Are You Part of the Church of Extreme Net Neutrality? AT&T Hopes Not

by Matt Klassen on September 2, 2010

The Church of Extreme Net Neutrality would like you to have faith; to believe in the teachings of old that an open and accessible regulated Internet is good for everyone, and that paid prioritization of Internet services is quite possibly the deadliest of the technological sins. But now, my dear brothers and sisters, its time to wake up from your slumber, to start thinking for yourselves, and to see that, as AT&T seems to think, stringent Net Neutrality standards (and religion) are bad for everybody.  

Earlier this week AT&T Vice President Hank Hultquist posted a religiously-themed entry on the company’s Public Policy blog that has many in the telecom world scratching their heads. The post, you see, is a scathing rebuke of the proposed Net Neutrality standards, the push towards governmental regulation of your Internet service; but it’s so cloaked in AT&T’s own unique brand of garbled dogma, fear-mongering and overtly negative religious themes that it’s hard to make out his point.  

So what is Hultquist so worried about? He’s concerned that banning paid prioritization of Internet services would be “harmful and contrary to the fundamental principles of the Internet.” Further, he’s scared that pro Net Neutrality groups are brainwashing you, much like religion brainwashes billions of people around the world.

Wait a minute, that couldn’t really be his point, could it?

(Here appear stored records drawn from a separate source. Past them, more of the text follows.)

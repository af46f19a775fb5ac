//! CNF to d-DNNF compilation.
//!
//! The CNF is first simplified (backbone, then subsumption) and split into its
//! unit clauses and the rest. The non-unit clauses are arranged in a dtree and
//! compiled top-down:
//!
//! - when the dynamic separator of a node is empty, its two subtrees share no
//!   undecided variable and are compiled independently (and cached);
//! - otherwise the separator variable occurring in the most unsubsumed clauses
//!   is expanded: both phases are decided in the solver and compiled
//!   recursively.
//!
//! A branch that turns out unsatisfiable at the assertion level of the
//! solver's last conflict asserts the learnt literal and recompiles the node.
//! The final result is the conjunction of the unit clauses with the compiled
//! non-unit part.

use log::{debug, trace};

use crate::bitset::BitSet;
use crate::cache::SubproblemCache;
use crate::dtree::{generate_min_fill, Dtree, DtreeLeaf, DtreeNode};
use crate::formula::{Formula, FormulaFactory, FormulaKind};
use crate::handler::{Cancelled, DnnfHandler};
use crate::solver::config::SolverConfig;
use crate::solver::dnnf::DnnfSolver;
use crate::types::{Tristate, Var};

#[derive(Debug, Clone, Default, PartialEq)]
pub struct CompilerConfig {
    pub solver: SolverConfig,
}

impl CompilerConfig {
    pub fn with_solver(mut self, solver: SolverConfig) -> Self {
        self.solver = solver;
        self
    }
}

/// Counters of one compilation.
#[derive(Debug, Clone, Copy, Default, Eq, PartialEq)]
pub struct CompilationStats {
    pub shannon_expansions: u64,
    pub cache_hits: usize,
    pub cache_misses: usize,
    pub cache_entries: usize,
    pub dtree_depth: usize,
    pub dtree_widest_separator: usize,
    pub treewidth: usize,
}

pub struct DnnfCompiler<'a> {
    f: &'a FormulaFactory,
    cnf: Formula,
    unit_clauses: Formula,
    non_unit_clauses: Formula,
    solver: DnnfSolver<'a>,
    num_vars: usize,

    cache: SubproblemCache,
    local_cache_keys: Vec<Vec<BitSet>>,
    local_occurrences: Vec<Vec<Vec<i32>>>,
    separator: BitSet,
    separator_scratch: BitSet,

    stats: CompilationStats,
    used: bool,
}

impl<'a> DnnfCompiler<'a> {
    /// Prepares the compilation of a CNF.
    ///
    /// Panics if `cnf` is not in CNF.
    pub fn new(f: &'a FormulaFactory, cnf: Formula, config: &CompilerConfig) -> Self {
        assert!(f.is_cnf(cnf), "Cannot compile a DNNF from a non-CNF formula");

        let simplified = f.subsumption(f.backbone_simplification(cnf));
        let (units, non_units): (Vec<Formula>, Vec<Formula>) = match f.kind(simplified) {
            FormulaKind::And(ops) => ops.iter().partition(|&&op| f.is_atomic(op)),
            FormulaKind::Or(_) => (Vec::new(), vec![simplified]),
            _ => (vec![simplified], Vec::new()),
        };

        let mut solver = DnnfSolver::new(f, config.solver.clone());
        solver.add(simplified);
        let num_vars = solver.n_vars();

        debug!(
            "DnnfCompiler: {} unit and {} non-unit clauses over {} variables",
            units.len(),
            non_units.len(),
            num_vars
        );

        Self {
            f,
            cnf: simplified,
            unit_clauses: f.and(units),
            non_unit_clauses: f.and(non_units),
            solver,
            num_vars,
            cache: SubproblemCache::new(),
            local_cache_keys: Vec::new(),
            local_occurrences: Vec::new(),
            separator: BitSet::empty(),
            separator_scratch: BitSet::empty(),
            stats: CompilationStats::default(),
            used: false,
        }
    }

    /// The simplified CNF.
    pub fn cnf(&self) -> Formula {
        self.cnf
    }

    pub fn unit_clauses(&self) -> Formula {
        self.unit_clauses
    }

    pub fn non_unit_clauses(&self) -> Formula {
        self.non_unit_clauses
    }

    pub fn stats(&self) -> CompilationStats {
        self.stats
    }

    /// Compiles the CNF into a d-DNNF equivalent to it.
    ///
    /// Returns `Err(Cancelled)` as soon as the handler refuses a Shannon expansion.
    pub fn compile(&mut self, handler: &mut dyn DnnfHandler) -> Result<Formula, Cancelled> {
        assert!(!self.used, "A DnnfCompiler can only compile once");
        self.used = true;
        handler.started();

        if self.f.is_atomic(self.non_unit_clauses) {
            return Ok(self.cnf);
        }
        if !self.solver.start() {
            return Ok(Formula::FALSE);
        }

        let (mut tree, ordering) = generate_min_fill(self.f, self.non_unit_clauses);
        tree.initialize(&self.solver);
        self.init_caches(&tree);
        self.stats.dtree_depth = tree.depth();
        self.stats.dtree_widest_separator = tree.widest_separator();
        self.stats.treewidth = ordering.treewidth;

        let result = self.cnf2ddnnf(&tree, 0, handler);

        self.stats.cache_hits = self.cache.hits();
        self.stats.cache_misses = self.cache.misses();
        self.stats.cache_entries = self.cache.len();
        debug!("compile: {:?}", self.stats);

        let result = result?;
        Ok(self.f.and([self.unit_clauses, result]))
    }

    fn init_caches(&mut self, tree: &Dtree) {
        let depth = tree.depth() + 1;
        let width = tree.widest_separator() + 1;
        let key_size = tree.size() + self.num_vars + 1;
        self.local_cache_keys = (0..depth)
            .map(|_| (0..width).map(|_| BitSet::new(key_size)).collect())
            .collect();
        self.local_occurrences = vec![vec![vec![-1; self.num_vars]; width]; depth];
    }

    fn cnf2ddnnf(
        &mut self,
        tree: &Dtree,
        shannons: usize,
        handler: &mut dyn DnnfHandler,
    ) -> Result<Formula, Cancelled> {
        tree.dynamic_separator(&self.solver, &mut self.separator, &mut self.separator_scratch);
        let implied = self.solver.newly_implied(tree.static_var_set());

        if self.separator.is_empty() {
            return match tree {
                Dtree::Leaf(leaf) => {
                    let clause = self.leaf2ddnnf(leaf);
                    Ok(self.f.and([implied, clause]))
                }
                Dtree::Node(node) => self.conjoin(implied, node, shannons, handler),
            };
        }

        let var = self.choose_shannon_variable(tree, shannons);
        self.stats.shannon_expansions += 1;
        if !handler.shannon_expansion() {
            debug!("cnf2ddnnf: cancelled after {} expansions", self.stats.shannon_expansions);
            return Err(Cancelled);
        }
        trace!("cnf2ddnnf: expanding {} at depth {}", var, shannons);

        let positive = self.branch(tree, var, true, shannons, handler)?;
        if positive.is_false() {
            return self.after_false_branch(tree, handler);
        }
        let negative = self.branch(tree, var, false, shannons, handler)?;
        if negative.is_false() {
            return self.after_false_branch(tree, handler);
        }

        let v = self.solver.var_for_index(var);
        let pos = self.f.and([self.f.literal(v, true), positive]);
        let neg = self.f.and([self.f.literal(v, false), negative]);
        let expansion = self.f.or([pos, neg]);
        Ok(self.f.and([implied, expansion]))
    }

    fn branch(
        &mut self,
        tree: &Dtree,
        var: Var,
        phase: bool,
        shannons: usize,
        handler: &mut dyn DnnfHandler,
    ) -> Result<Formula, Cancelled> {
        let result = if self.solver.decide(var, phase) {
            self.cnf2ddnnf(tree, shannons + 1, handler)
        } else {
            Ok(Formula::FALSE)
        };
        self.solver.undo_decide(var);
        result
    }

    /// Restarts `tree` if the solver can assert a conflict-driven literal here.
    fn after_false_branch(
        &mut self,
        tree: &Dtree,
        handler: &mut dyn DnnfHandler,
    ) -> Result<Formula, Cancelled> {
        if self.solver.at_assertion_level() && self.solver.assert_cd_literal() {
            trace!("cnf2ddnnf: restart after asserting a learnt literal");
            self.cnf2ddnnf(tree, 0, handler)
        } else {
            Ok(Formula::FALSE)
        }
    }

    /// Separator variable with the most unsubsumed occurrences; ties go to the smallest.
    fn choose_shannon_variable(&mut self, tree: &Dtree, shannons: usize) -> Var {
        let occurrences = &mut self.local_occurrences[tree.depth()][shannons];
        for (i, occ) in occurrences.iter_mut().enumerate() {
            *occ = if self.separator.get(i) { 0 } else { -1 };
        }
        tree.count_unsubsumed_occurrences(&self.solver, occurrences);

        let mut best = (-1, 0);
        for i in self.separator.iter() {
            if occurrences[i] > best.0 {
                best = (occurrences[i], i);
            }
        }
        Var::new(best.1 as u32)
    }

    fn conjoin(
        &mut self,
        implied: Formula,
        node: &DtreeNode,
        shannons: usize,
        handler: &mut dyn DnnfHandler,
    ) -> Result<Formula, Cancelled> {
        if implied.is_false() {
            return Ok(Formula::FALSE);
        }
        let left = self.cnf_aux(node.left(), shannons, handler)?;
        if left.is_false() {
            return Ok(Formula::FALSE);
        }
        let right = self.cnf_aux(node.right(), shannons, handler)?;
        if right.is_false() {
            return Ok(Formula::FALSE);
        }
        Ok(self.f.and([implied, left, right]))
    }

    fn cnf_aux(
        &mut self,
        tree: &Dtree,
        shannons: usize,
        handler: &mut dyn DnnfHandler,
    ) -> Result<Formula, Cancelled> {
        let Dtree::Leaf(leaf) = tree else {
            return self.cached_cnf2ddnnf(tree, shannons, handler);
        };
        Ok(self.leaf2ddnnf(leaf))
    }

    fn cached_cnf2ddnnf(
        &mut self,
        tree: &Dtree,
        shannons: usize,
        handler: &mut dyn DnnfHandler,
    ) -> Result<Formula, Cancelled> {
        let depth = tree.depth();
        let mut key = std::mem::take(&mut self.local_cache_keys[depth][shannons]);
        key.clear();
        tree.cache_key(&self.solver, &mut key, self.num_vars);

        let result = match self.cache.get(&key) {
            Some(cached) => Ok(cached),
            None => {
                let result = self.cnf2ddnnf(tree, 0, handler);
                if let Ok(dnnf) = result {
                    if !dnnf.is_false() {
                        self.cache.insert(key.clone(), dnnf);
                    }
                }
                result
            }
        };

        self.local_cache_keys[depth][shannons] = key;
        result
    }

    /// Deterministic disjunction of the undecided literals of a clause:
    /// the i-th term is the i-th literal with all previous literals negated.
    fn leaf2ddnnf(&self, leaf: &DtreeLeaf) -> Formula {
        let mut terms = Vec::with_capacity(leaf.literals().len());
        let mut prefix: Vec<Formula> = Vec::new();
        for &lit in leaf.literals() {
            match self.solver.value_of(lit) {
                Tristate::True => return Formula::TRUE,
                Tristate::False => {}
                Tristate::Undef => {
                    let l = self.f.lit(self.solver.lit_for_index(lit));
                    let term = self.f.and(prefix.iter().copied().chain([l]));
                    terms.push(term);
                    prefix.push(self.f.not(l));
                }
            }
        }
        self.f.or(terms)
    }
}

#[cfg(test)]
mod tests {
    use num_bigint::BigUint;
    use test_log::test;

    use super::*;
    use crate::handler::{ExpansionLimit, NopHandler};

    #[test]
    fn test_unit_split() {
        let f = FormulaFactory::new();
        let a = f.var("a");
        let b = f.var("b");
        let c = f.var("c");
        let cnf = f.and([a, f.or([b, c]), f.or([f.not(a), b, c])]);
        let compiler = DnnfCompiler::new(&f, cnf, &CompilerConfig::default());
        assert_eq!(compiler.unit_clauses(), a);
        assert_eq!(compiler.non_unit_clauses(), f.or([b, c]));
    }

    #[test]
    #[should_panic(expected = "non-CNF")]
    fn test_non_cnf_rejected() {
        let f = FormulaFactory::new();
        let x = f.equiv(f.var("a"), f.var("b"));
        DnnfCompiler::new(&f, x, &CompilerConfig::default());
    }

    #[test]
    fn test_atomic_non_units() {
        let f = FormulaFactory::new();
        let a = f.var("a");
        let b = f.var("b");
        let cnf = f.and([a, f.not(b)]);
        let mut compiler = DnnfCompiler::new(&f, cnf, &CompilerConfig::default());
        assert_eq!(compiler.compile(&mut NopHandler), Ok(cnf));
        assert_eq!(compiler.stats().shannon_expansions, 0);
    }

    #[test]
    fn test_single_clause() {
        let f = FormulaFactory::new();
        let a = f.var("a");
        let b = f.var("b");
        let c = f.var("c");
        let cnf = f.or([a, b, c]);
        let mut compiler = DnnfCompiler::new(&f, cnf, &CompilerConfig::default());
        let dnnf = compiler.compile(&mut NopHandler).unwrap();
        let expected = f.or([
            a,
            f.and([f.not(a), b]),
            f.and([f.not(a), f.not(b), c]),
        ]);
        assert_eq!(dnnf, expected);
    }

    #[test]
    fn test_equiv_chain() {
        let f = FormulaFactory::new();
        let a = f.var("a");
        let b = f.var("b");
        let c = f.var("c");
        let x = f.and([f.equiv(a, b), f.equiv(b, c)]);
        let cnf = f.cnf(x);
        let mut compiler = DnnfCompiler::new(&f, cnf, &CompilerConfig::default());
        let dnnf = compiler.compile(&mut NopHandler).unwrap();
        assert!(f.is_equivalent(dnnf, x));
        assert!(compiler.stats().shannon_expansions > 0);

        let count = f.dnnf_model_count(&crate::dnnf::Dnnf::new(dnnf, (*f.variables(x)).clone()));
        assert_eq!(count, BigUint::from(2u32));
    }

    #[test]
    fn test_cancel() {
        let f = FormulaFactory::new();
        let a = f.var("a");
        let b = f.var("b");
        let cnf = f.cnf(f.equiv(a, b));
        let mut compiler = DnnfCompiler::new(&f, cnf, &CompilerConfig::default());
        assert_eq!(compiler.compile(&mut ExpansionLimit::new(0)), Err(Cancelled));
    }

    #[test]
    #[should_panic(expected = "only compile once")]
    fn test_single_use() {
        let f = FormulaFactory::new();
        let cnf = f.or([f.var("a"), f.var("b")]);
        let mut compiler = DnnfCompiler::new(&f, cnf, &CompilerConfig::default());
        let _ = compiler.compile(&mut NopHandler);
        let _ = compiler.compile(&mut NopHandler);
    }
}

This whole Net Neutrality debate resurfaced earlier this summer when Google and Verizon attempted to develop some sort of joint workable solution to the ongoing Open Internet controversy. One of the key points of the proposal—one that I took objection to—was the notable distinction between private internet and public internet; a semantic division that would no doubt allow companies like Verizon and AT&T to keep prioritizing their network services—the single most central point that has been driving this debate since its inception.

It was then that the concept of “paid prioritization” became the central focus of the debate, which reached critical mass a few weeks ago when Free Press, a pro-regulatory advocacy group, submitted letters to the FCC complaining that any notion of the prioritization of Internet services contravened the very premise of Net Neutrality and was, in fact, “discriminatory,” arguing that it will “only benefit the few content giants that have deep enough pockets to pay for favorable treatment.”

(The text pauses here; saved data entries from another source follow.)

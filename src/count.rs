//! Model counting on d-DNNF.
//!
//! On a decomposable and deterministic formula the number of models is a
//! single bottom-up pass: conjunctions multiply (their operands share no
//! variables) and disjunctions add (their operands share no models). Every
//! disjunct is first lifted to the variables of the whole disjunction by
//! multiplying with `2^k` for the `k` variables it does not mention.

use std::collections::HashMap;

use log::debug;
use num_bigint::BigUint;

use crate::dnnf::Dnnf;
use crate::formula::{Formula, FormulaFactory, FormulaKind};

pub struct DnnfCounter<'a> {
    f: &'a FormulaFactory,
    cache: HashMap<Formula, BigUint>,
}

impl<'a> DnnfCounter<'a> {
    pub fn new(f: &'a FormulaFactory) -> Self {
        Self {
            f,
            cache: HashMap::new(),
        }
    }

    /// Number of models of `dnnf` over its own variables.
    ///
    /// Panics on nodes that cannot occur in a d-DNNF (negations of non-literals,
    /// implications, equivalences).
    pub fn count(&mut self, dnnf: Formula) -> BigUint {
        if let Some(count) = self.cache.get(&dnnf) {
            return count.clone();
        }
        let count = match self.f.kind(dnnf) {
            FormulaKind::False => BigUint::from(0u32),
            FormulaKind::True | FormulaKind::Lit(_) => BigUint::from(1u32),
            FormulaKind::And(ops) => {
                let mut product = BigUint::from(1u32);
                for &op in ops.iter() {
                    product *= self.count(op);
                }
                product
            }
            FormulaKind::Or(ops) => {
                let all = self.f.variables(dnnf).len();
                let mut sum = BigUint::from(0u32);
                for &op in ops.iter() {
                    let missing = all - self.f.variables(op).len();
                    sum += self.count(op) << missing;
                }
                sum
            }
            kind => panic!("Unexpected {:?} in a d-DNNF", kind),
        };
        self.cache.insert(dnnf, count.clone());
        count
    }

    pub fn cache_size(&self) -> usize {
        self.cache.len()
    }
}

impl FormulaFactory {
    /// Number of models of a compiled d-DNNF over its original variables.
    pub fn dnnf_model_count(&self, dnnf: &Dnnf) -> BigUint {
        let mut counter = DnnfCounter::new(self);
        let count = counter.count(dnnf.formula);
        let own = self.variables(dnnf.formula).len();
        let dont_care = dnnf.original_variables.len().saturating_sub(own);
        debug!(
            "dnnf_model_count: {} nodes counted, {} unconstrained variables",
            counter.cache_size(),
            dont_care
        );
        count << dont_care
    }
}

#[cfg(test)]
mod tests {
    use test_log::test;

    use super::*;

    #[test]
    fn test_constants() {
        let f = FormulaFactory::new();
        let mut counter = DnnfCounter::new(&f);
        assert_eq!(counter.count(f.verum()), BigUint::from(1u32));
        assert_eq!(counter.count(f.falsum()), BigUint::from(0u32));
        assert_eq!(counter.count(f.not(f.var("a"))), BigUint::from(1u32));
    }

    #[test]
    fn test_or_lifts_missing_variables() {
        let f = FormulaFactory::new();
        let a = f.var("a");
        let b = f.var("b");
        // a | (~a & b): 2 + 1
        let x = f.or([a, f.and([f.not(a), b])]);
        let mut counter = DnnfCounter::new(&f);
        assert_eq!(counter.count(x), BigUint::from(3u32));
    }

    #[test]
    fn test_and_multiplies() {
        let f = FormulaFactory::new();
        let a = f.var("a");
        let b = f.var("b");
        let c = f.var("c");
        let d = f.var("d");
        let x = f.and([f.or([a, f.and([f.not(a), b])]), f.or([c, f.and([f.not(c), d])])]);
        let mut counter = DnnfCounter::new(&f);
        assert_eq!(counter.count(x), BigUint::from(9u32));
    }

    #[test]
    fn test_unconstrained_variables() {
        let f = FormulaFactory::new();
        let a = f.var("a");
        let vars = ["a", "b", "c"].iter().map(|n| f.variable(n)).collect();
        let dnnf = Dnnf::new(a, vars);
        assert_eq!(f.dnnf_model_count(&dnnf), BigUint::from(4u32));
    }

    #[test]
    #[should_panic(expected = "Unexpected")]
    fn test_rejects_equivalence() {
        let f = FormulaFactory::new();
        let x = f.equiv(f.var("a"), f.var("b"));
        DnnfCounter::new(&f).count(x);
    }
}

AT&T’s counter-argument, buried so far beneath caustic rhetoric as to deem it almost totally incomprehensible, seems to be this: Such paid prioritization has always existed, has always been a part of the principles of the Internet, and was, it turns out, established by Federal regulators themselves in the mid ‘90s. So what’s the problem with it? Why can’t we all push for Net Neutrality standards that let everyone enjoy the status quo?

The problem, Mr. Hultquist, is that such prioritization has led to nothing but corporate greed, mismanagement of services, and a national broadband network that rivals many 3rd world countries. To me, the existence of paid prioritization is the reason people are fighting for Net Neutrality, to bring sanity to an industry that has clearly lost its mind. So what if such prioritization has always been there? It hasn’t worked so far, so why keep it around?

So if wanting an equal and open Internet makes me the newest proselyte of the Church of Extreme Net Neutrality, sign me up and give me a free Bible. I may just start going door-to-door.